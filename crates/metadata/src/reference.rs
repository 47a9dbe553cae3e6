//! Reference declarations shared by descriptors and annotations.

use caisson_model::{DEFAULT_RESOURCE_TYPE, InterfaceKind, MethodSignature};
use serde::{Deserialize, Serialize};

fn default_resource_type() -> String {
	DEFAULT_RESOURCE_TYPE.to_string()
}

/// A named dependency on a resource connector.
#[derive(Debug, Clone, PartialEq, Eq, Serialize, Deserialize)]
#[serde(rename_all = "kebab-case", deny_unknown_fields)]
pub struct ResourceRef {
	pub name: String,
	#[serde(rename = "type", default = "default_resource_type")]
	pub resource_type: String,
	/// Connector id this reference is explicitly linked to.
	#[serde(default)]
	pub link: Option<String>,
}

impl ResourceRef {
	pub fn new(name: impl Into<String>) -> Self {
		Self {
			name: name.into(),
			resource_type: default_resource_type(),
			link: None,
		}
	}

	pub fn of_type(mut self, resource_type: impl Into<String>) -> Self {
		self.resource_type = resource_type.into();
		self
	}

	pub fn linked(mut self, connector: impl Into<String>) -> Self {
		self.link = Some(connector.into());
		self
	}

	/// Last `/` segment of the reference name (`jdbc/orders` → `orders`).
	pub fn short_name(&self) -> &str {
		self.name.rsplit('/').next().unwrap_or(&self.name)
	}
}

/// A named dependency on another component.
#[derive(Debug, Clone, PartialEq, Eq, Serialize, Deserialize)]
#[serde(rename_all = "kebab-case", deny_unknown_fields)]
pub struct EjbRef {
	pub name: String,
	/// Interface slot the referencing code needs on the target.
	pub interface: InterfaceKind,
	/// Target component name, optionally scoped as `module#Name`.
	#[serde(default)]
	pub link: Option<String>,
}

impl EjbRef {
	pub fn new(name: impl Into<String>, interface: InterfaceKind) -> Self {
		Self {
			name: name.into(),
			interface,
			link: None,
		}
	}

	pub fn linked(mut self, target: impl Into<String>) -> Self {
		self.link = Some(target.into());
		self
	}

	/// The component name to look for: the link, or else the last segment of the ref name.
	pub fn target(&self) -> &str {
		match &self.link {
			Some(link) => link,
			None => self.name.rsplit('/').next().unwrap_or(&self.name),
		}
	}
}

/// A role name used in code, optionally linked to a declared role.
#[derive(Debug, Clone, PartialEq, Eq, Serialize, Deserialize)]
#[serde(rename_all = "kebab-case", deny_unknown_fields)]
pub struct SecurityRoleRef {
	pub name: String,
	#[serde(default)]
	pub link: Option<String>,
}

impl SecurityRoleRef {
	pub fn new(name: impl Into<String>) -> Self {
		Self {
			name: name.into(),
			link: None,
		}
	}

	pub fn linked(mut self, role: impl Into<String>) -> Self {
		self.link = Some(role.into());
		self
	}
}

/// Query text attached to an entity finder.
#[derive(Debug, Clone, PartialEq, Eq, Serialize, Deserialize)]
#[serde(rename_all = "kebab-case", deny_unknown_fields)]
pub struct QueryDefinition {
	pub method: MethodSignature,
	pub query: String,
}

/// Exception class declared as an application exception.
#[derive(Debug, Clone, PartialEq, Eq, Serialize, Deserialize)]
#[serde(rename_all = "kebab-case", deny_unknown_fields)]
pub struct ApplicationException {
	pub class: String,
	#[serde(default)]
	pub rollback: bool,
}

• **Activity**
Send back the whole listing above exactly, please.

• **Solution for this task**
filename crates/metadata/src/reference.rs
repository 47a9dbe553cae3e6
//! Reference declarations shared by descriptors and annotations.

use caisson_model::{DEFAULT_RESOURCE_TYPE, InterfaceKind, MethodSignature};
use serde::{Deserialize, Serialize};

fn default_resource_type() -> String {
	DEFAULT_RESOURCE_TYPE.to_string()
}

/// A named dependency on a resource connector.
#[derive(Debug, Clone, PartialEq, Eq, Serialize, Deserialize)]
#[serde(rename_all = "kebab-case", deny_unknown_fields)]
pub struct ResourceRef {
	pub name: String,
	#[serde(rename = "type", default = "default_resource_type")]
	pub resource_type: String,
	/// Connector id this reference is explicitly linked to.
	#[serde(default)]
	pub link: Option<String>,
}

impl ResourceRef {
	pub fn new(name: impl Into<String>) -> Self {
		Self {
			name: name.into(),
			resource_type: default_resource_type(),
			link: None,
		}
	}

	pub fn of_type(mut self, resource_type: impl Into<String>) -> Self {
		self.resource_type = resource_type.into();
		self
	}

	pub fn linked(mut self, connector: impl Into<String>) -> Self {
		self.link = Some(connector.into());
		self
	}

	/// Last `/` segment of the reference name (`jdbc/orders` → `orders`).
	pub fn short_name(&self) -> &str {
		self.name.rsplit('/').next().unwrap_or(&self.name)
	}
}

/// A named dependency on another component.
#[derive(Debug, Clone, PartialEq, Eq, Serialize, Deserialize)]
#[serde(rename_all = "kebab-case", deny_unknown_fields)]
pub struct EjbRef {
	pub name: String,
	/// Interface slot the referencing code needs on the target.
	pub interface: InterfaceKind,
	/// Target component name, optionally scoped as `module#Name`.
	#[serde(default)]
	pub link: Option<String>,
}

impl EjbRef {
	pub fn new(name: impl Into<String>, interface: InterfaceKind) -> Self {
		Self {
			name: name.into(),
			interface,
			link: None,
		}
	}

	pub fn linked(mut self, target: impl Into<String>) -> Self {
		self.link = Some(target.into());
		self
	}

	/// The component name to look for: the link, or else the last segment of the ref name.
	pub fn target(&self) -> &str {
		match &self.link {
			Some(link) => link,
			None => self.name.rsplit('/').next().unwrap_or(&self.name),
		}
	}
}

/// A role name used in code, optionally linked to a declared role.
#[derive(Debug, Clone, PartialEq, Eq, Serialize, Deserialize)]
#[serde(rename_all = "kebab-case", deny_unknown_fields)]
pub struct SecurityRoleRef {
	pub name: String,
	#[serde(default)]
	pub link: Option<String>,
}

impl SecurityRoleRef {
	pub fn new(name: impl Into<String>) -> Self {
		Self {
			name: name.into(),
			link: None,
		}
	}

	pub fn linked(mut self, role: impl Into<String>) -> Self {
		self.link = Some(role.into());
		self
	}
}

/// Query text attached to an entity finder.
#[derive(Debug, Clone, PartialEq, Eq, Serialize, Deserialize)]
#[serde(rename_all = "kebab-case", deny_unknown_fields)]
pub struct QueryDefinition {
	pub method: MethodSignature,
	pub query: String,
}

/// Exception class declared as an application exception.
#[derive(Debug, Clone, PartialEq, Eq, Serialize, Deserialize)]
#[serde(rename_all = "kebab-case", deny_unknown_fields)]
pub struct ApplicationException {
	pub class: String,
	#[serde(default)]
	pub rollback: bool,
}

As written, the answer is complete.